■ **Materials provided**
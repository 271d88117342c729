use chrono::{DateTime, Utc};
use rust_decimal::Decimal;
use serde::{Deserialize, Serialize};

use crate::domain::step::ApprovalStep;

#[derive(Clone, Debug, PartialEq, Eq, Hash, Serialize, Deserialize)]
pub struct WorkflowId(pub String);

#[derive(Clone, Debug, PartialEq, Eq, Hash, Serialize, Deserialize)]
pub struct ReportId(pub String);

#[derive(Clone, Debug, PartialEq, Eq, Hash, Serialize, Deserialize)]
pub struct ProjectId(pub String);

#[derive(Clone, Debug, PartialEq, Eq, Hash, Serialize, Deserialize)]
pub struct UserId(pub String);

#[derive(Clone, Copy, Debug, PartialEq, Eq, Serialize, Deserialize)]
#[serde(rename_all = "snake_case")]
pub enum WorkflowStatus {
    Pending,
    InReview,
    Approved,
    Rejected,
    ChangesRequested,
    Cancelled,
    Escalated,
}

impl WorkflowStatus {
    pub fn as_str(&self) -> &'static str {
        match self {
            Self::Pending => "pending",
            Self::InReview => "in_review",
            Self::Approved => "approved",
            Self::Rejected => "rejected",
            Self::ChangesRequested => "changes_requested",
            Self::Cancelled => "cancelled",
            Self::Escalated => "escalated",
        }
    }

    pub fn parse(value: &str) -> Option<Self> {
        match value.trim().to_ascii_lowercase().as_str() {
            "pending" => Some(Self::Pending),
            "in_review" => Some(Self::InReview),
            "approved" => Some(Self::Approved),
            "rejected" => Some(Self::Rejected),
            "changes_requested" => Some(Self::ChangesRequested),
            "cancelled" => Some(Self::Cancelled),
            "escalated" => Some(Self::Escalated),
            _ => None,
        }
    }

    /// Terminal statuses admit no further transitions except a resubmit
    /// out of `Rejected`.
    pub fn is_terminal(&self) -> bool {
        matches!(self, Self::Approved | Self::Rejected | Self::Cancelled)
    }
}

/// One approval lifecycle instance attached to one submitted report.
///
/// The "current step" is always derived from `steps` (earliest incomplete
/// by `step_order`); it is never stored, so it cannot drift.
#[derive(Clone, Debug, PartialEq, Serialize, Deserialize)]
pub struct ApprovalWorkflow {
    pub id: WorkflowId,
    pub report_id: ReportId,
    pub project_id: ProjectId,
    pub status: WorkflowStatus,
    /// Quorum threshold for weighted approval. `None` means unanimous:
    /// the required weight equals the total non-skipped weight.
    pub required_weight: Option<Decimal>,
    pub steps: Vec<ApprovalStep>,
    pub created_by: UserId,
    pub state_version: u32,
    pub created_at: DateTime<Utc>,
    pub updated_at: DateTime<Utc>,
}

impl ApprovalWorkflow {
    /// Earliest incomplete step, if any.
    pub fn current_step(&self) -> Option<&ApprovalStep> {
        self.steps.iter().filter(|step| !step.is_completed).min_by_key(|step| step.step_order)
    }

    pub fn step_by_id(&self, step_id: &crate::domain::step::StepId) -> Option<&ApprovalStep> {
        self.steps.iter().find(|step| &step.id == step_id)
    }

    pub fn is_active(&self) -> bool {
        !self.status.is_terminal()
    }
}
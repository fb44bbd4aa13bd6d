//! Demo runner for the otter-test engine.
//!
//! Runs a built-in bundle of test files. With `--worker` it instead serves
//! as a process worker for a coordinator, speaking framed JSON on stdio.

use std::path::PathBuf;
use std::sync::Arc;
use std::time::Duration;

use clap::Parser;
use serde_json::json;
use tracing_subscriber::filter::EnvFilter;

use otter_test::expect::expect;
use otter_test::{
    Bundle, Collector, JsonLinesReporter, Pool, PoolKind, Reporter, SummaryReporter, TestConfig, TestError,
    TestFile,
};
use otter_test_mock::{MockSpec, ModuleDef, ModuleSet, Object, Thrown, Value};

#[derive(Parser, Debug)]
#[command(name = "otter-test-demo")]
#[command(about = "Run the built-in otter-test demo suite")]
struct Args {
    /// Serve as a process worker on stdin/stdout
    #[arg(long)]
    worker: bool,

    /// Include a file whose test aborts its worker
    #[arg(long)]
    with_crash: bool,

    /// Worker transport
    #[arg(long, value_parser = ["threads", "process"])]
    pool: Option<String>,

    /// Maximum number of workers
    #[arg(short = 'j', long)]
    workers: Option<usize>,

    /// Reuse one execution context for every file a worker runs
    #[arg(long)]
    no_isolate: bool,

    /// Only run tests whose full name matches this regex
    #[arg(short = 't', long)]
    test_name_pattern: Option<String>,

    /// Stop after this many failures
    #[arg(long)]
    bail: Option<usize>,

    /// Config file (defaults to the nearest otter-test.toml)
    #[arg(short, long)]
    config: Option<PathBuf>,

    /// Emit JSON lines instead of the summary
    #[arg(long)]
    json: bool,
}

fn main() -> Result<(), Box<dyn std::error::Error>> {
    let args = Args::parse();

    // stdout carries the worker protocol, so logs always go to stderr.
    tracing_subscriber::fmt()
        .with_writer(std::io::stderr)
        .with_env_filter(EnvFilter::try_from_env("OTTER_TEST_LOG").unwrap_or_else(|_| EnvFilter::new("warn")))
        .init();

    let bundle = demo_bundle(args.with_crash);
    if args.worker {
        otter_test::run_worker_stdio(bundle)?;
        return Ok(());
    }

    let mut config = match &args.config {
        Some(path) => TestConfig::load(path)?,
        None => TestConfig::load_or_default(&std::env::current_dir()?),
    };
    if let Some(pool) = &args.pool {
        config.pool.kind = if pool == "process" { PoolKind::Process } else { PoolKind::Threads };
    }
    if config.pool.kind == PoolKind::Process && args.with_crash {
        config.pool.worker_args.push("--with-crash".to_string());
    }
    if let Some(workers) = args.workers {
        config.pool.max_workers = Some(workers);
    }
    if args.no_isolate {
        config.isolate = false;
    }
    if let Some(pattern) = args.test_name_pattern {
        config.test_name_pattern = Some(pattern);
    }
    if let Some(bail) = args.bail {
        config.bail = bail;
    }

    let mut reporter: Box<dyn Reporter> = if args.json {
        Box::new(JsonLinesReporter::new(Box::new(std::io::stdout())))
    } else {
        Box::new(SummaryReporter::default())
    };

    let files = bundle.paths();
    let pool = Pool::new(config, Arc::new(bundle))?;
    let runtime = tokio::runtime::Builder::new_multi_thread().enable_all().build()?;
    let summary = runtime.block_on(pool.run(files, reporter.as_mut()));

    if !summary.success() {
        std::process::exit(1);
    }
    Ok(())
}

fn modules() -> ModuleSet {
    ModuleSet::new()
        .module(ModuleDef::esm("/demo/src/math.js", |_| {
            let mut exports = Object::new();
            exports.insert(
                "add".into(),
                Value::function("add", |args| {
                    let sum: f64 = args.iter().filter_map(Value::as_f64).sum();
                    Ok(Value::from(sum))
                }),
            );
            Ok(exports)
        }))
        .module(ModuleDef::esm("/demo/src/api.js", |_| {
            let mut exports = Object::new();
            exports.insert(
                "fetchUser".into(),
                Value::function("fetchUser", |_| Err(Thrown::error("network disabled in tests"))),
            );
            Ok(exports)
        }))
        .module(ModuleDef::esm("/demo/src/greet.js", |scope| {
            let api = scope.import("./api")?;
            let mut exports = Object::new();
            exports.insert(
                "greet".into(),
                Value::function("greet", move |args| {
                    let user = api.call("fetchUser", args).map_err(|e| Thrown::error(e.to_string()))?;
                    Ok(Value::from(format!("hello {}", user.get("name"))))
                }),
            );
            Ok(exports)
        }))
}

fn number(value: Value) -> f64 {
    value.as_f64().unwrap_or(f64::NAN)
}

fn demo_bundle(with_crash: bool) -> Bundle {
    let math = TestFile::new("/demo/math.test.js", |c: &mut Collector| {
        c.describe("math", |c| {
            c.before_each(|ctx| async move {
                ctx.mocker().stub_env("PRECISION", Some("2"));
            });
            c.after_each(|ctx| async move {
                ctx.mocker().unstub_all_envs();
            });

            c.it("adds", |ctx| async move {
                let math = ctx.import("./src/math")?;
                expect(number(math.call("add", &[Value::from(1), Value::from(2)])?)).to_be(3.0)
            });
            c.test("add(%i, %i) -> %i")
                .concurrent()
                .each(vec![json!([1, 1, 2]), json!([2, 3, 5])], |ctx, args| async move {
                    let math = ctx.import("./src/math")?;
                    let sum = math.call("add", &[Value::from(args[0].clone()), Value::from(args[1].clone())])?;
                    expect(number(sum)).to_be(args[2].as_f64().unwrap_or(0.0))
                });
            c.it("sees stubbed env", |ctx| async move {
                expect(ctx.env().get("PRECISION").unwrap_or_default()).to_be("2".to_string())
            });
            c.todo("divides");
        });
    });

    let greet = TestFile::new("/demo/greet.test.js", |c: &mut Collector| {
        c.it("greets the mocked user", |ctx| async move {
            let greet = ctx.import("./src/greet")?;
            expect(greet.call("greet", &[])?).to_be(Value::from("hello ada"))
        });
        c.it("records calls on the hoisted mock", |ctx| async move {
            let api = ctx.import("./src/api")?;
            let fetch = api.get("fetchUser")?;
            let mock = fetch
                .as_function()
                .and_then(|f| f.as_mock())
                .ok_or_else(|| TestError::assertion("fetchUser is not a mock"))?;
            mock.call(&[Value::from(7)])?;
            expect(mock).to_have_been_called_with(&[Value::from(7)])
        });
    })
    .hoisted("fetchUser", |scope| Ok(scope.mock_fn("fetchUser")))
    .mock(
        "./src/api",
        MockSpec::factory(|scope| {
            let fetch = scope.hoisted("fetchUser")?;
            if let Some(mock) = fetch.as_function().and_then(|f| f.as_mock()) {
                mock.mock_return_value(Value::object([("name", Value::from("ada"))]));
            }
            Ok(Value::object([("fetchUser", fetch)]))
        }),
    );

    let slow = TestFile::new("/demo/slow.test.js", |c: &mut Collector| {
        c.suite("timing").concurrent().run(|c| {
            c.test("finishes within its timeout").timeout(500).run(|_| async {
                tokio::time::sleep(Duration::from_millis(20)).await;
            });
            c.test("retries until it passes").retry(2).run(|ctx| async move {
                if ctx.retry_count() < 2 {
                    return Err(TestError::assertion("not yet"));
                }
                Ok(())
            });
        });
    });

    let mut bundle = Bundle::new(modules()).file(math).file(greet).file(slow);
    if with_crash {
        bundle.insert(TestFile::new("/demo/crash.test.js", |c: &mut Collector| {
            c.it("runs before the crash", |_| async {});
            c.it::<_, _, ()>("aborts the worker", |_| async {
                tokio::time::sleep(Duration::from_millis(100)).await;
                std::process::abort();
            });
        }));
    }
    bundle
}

■ **Exercise description**
Would you copy all lines in the records where the string "built" appears?

■ **Result of this task**
//! Runs a built-in bundle of test files. With `--worker` it instead serves
#[command(about = "Run the built-in otter-test demo suite")]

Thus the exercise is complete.